**MATERIAL SHOWN:**

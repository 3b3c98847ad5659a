use strata_storage::{
    EntityId, EntityStorageRead, FieldKind, Fields, StorageError, ValidationError,
};
use strata_test_utils::{
    builder, child, main_source, named, named_id, parent, sample, CHILD, NAMED, PARENT, SAMPLE,
};

fn validation_error(result: strata_storage::Result<EntityId>) -> ValidationError {
    match result {
        Err(StorageError::Validation(err)) => err,
        other => panic!("expected a validation error, got {other:?}"),
    }
}

#[test]
fn unknown_type_is_rejected() {
    let mut b = builder();
    let err = validation_error(b.add_entity("Unknown", Fields::new(), main_source()));
    assert_eq!(
        err,
        ValidationError::UnknownType {
            name: "Unknown".into()
        }
    );
}

#[test]
fn unknown_field_is_rejected() {
    let mut b = builder();
    let err = validation_error(b.add_entity(
        NAMED,
        named("a").with("colour", "red"),
        main_source(),
    ));
    assert_eq!(
        err,
        ValidationError::UnknownField {
            type_name: NAMED.into(),
            field: "colour".into(),
        }
    );
}

#[test]
fn missing_required_field_is_rejected() {
    let mut b = builder();
    let err = validation_error(b.add_entity(NAMED, Fields::new(), main_source()));
    assert_eq!(
        err,
        ValidationError::MissingField {
            type_name: NAMED.into(),
            field: "name".into(),
        }
    );

    // Null counts as missing.
    let err = validation_error(b.add_entity(
        NAMED,
        Fields::new().with("name", None::<String>),
        main_source(),
    ));
    assert!(matches!(err, ValidationError::MissingField { .. }), "{err}");
}

#[test]
fn value_of_the_wrong_kind_is_rejected() {
    let mut b = builder();
    let err = validation_error(b.add_entity(NAMED, Fields::new().with("name", 7i64), main_source()));
    assert_eq!(
        err,
        ValidationError::KindMismatch {
            type_name: NAMED.into(),
            field: "name".into(),
            expected: FieldKind::String,
        }
    );
}

#[test]
fn optional_fields_accept_null() {
    let mut b = builder();
    b.add_entity(
        SAMPLE,
        sample("s")
            .with("favorite", None::<EntityId>)
            .with("count", None::<i64>),
        main_source(),
    )
    .expect("nulls are fine in optional fields");
}

#[test]
fn reference_to_a_missing_entity_is_rejected() {
    let mut b = builder();
    let ghost = EntityId::from_raw(42).expect("id");
    let err = validation_error(b.add_entity(CHILD, child(ghost, "orphan"), main_source()));
    assert_eq!(
        err,
        ValidationError::MissingReference {
            type_name: CHILD.into(),
            field: "parent".into(),
            target: ghost,
        }
    );
    assert_eq!(b.entity_count(CHILD), 0);
}

#[test]
fn reference_to_an_entity_of_another_type_is_rejected() {
    let mut b = builder();
    let not_a_parent = b.add_entity(NAMED, named("n"), main_source()).expect("add");
    let err = validation_error(b.add_entity(CHILD, child(not_a_parent, "c"), main_source()));
    assert!(
        matches!(err, ValidationError::WrongReferenceType { target, .. } if target == not_a_parent),
        "{err}"
    );
}

#[test]
fn references_into_the_base_and_the_pending_edits_both_resolve() {
    let mut b = builder();
    let old_parent = b.add_entity(PARENT, parent("old"), main_source()).expect("add");
    let snapshot = b.to_snapshot().expect("commit");

    let mut b = snapshot.to_builder();
    let new_parent = b.add_entity(PARENT, parent("new"), main_source()).expect("add");
    b.add_entity(CHILD, child(old_parent, "a"), main_source())
        .expect("reference into the base");
    b.add_entity(CHILD, child(new_parent, "b"), main_source())
        .expect("reference into pending edits");
}

#[test]
fn symbolic_reference_must_name_the_declared_type() {
    let mut b = builder();
    let parent_type = b.schema().type_id(PARENT).expect("Parent");
    let wrong = strata_storage::SymbolicEntityId::new(parent_type, ["x"]);
    let err = validation_error(b.add_entity(SAMPLE, sample("s").with("named", wrong), main_source()));
    assert!(matches!(err, ValidationError::WrongSymbolicType { .. }), "{err}");
}

#[test]
fn duplicate_symbolic_id_is_rejected() {
    let mut b = builder();
    let first = b.add_entity(NAMED, named("dup"), main_source()).expect("add");
    let err = validation_error(b.add_entity(NAMED, named("dup"), main_source()));
    assert_eq!(
        err,
        ValidationError::DuplicateSymbolicId {
            symbolic_id: named_id("dup"),
            existing: first,
        }
    );
}

#[test]
fn renaming_onto_a_taken_symbolic_id_is_rejected() {
    let mut b = builder();
    b.add_entity(NAMED, named("a"), main_source()).expect("add a");
    let second = b.add_entity(NAMED, named("b"), main_source()).expect("add b");

    let err = b
        .modify_entity(second, |editor| {
            editor.set("name", "a");
        })
        .expect_err("rename onto a");
    assert!(
        matches!(
            err,
            StorageError::Validation(ValidationError::DuplicateSymbolicId { .. })
        ),
        "{err}"
    );
    assert_eq!(
        b.resolve(second).and_then(|e| e.get_str("name").map(str::to_owned)),
        Some("b".to_owned())
    );
}

#[test]
fn failed_modification_leaves_the_entity_untouched() {
    let mut b = builder();
    let id = b.add_entity(NAMED, named("a"), main_source()).expect("add");
    let before = b.resolve(id).expect("resolve");

    let err = b
        .modify_entity(id, |editor| {
            editor.remove("name");
        })
        .expect_err("name is required");
    assert!(matches!(err, StorageError::Validation(_)), "{err}");
    assert!(b.resolve(id).expect("resolve").same_version(&before));
}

**WHAT YOU SHOULD DO:**
Search the data and copy each line containing "colour".

**RESULT BELOW:**
        named("a").with("colour", "red"),
            field: "colour".into(),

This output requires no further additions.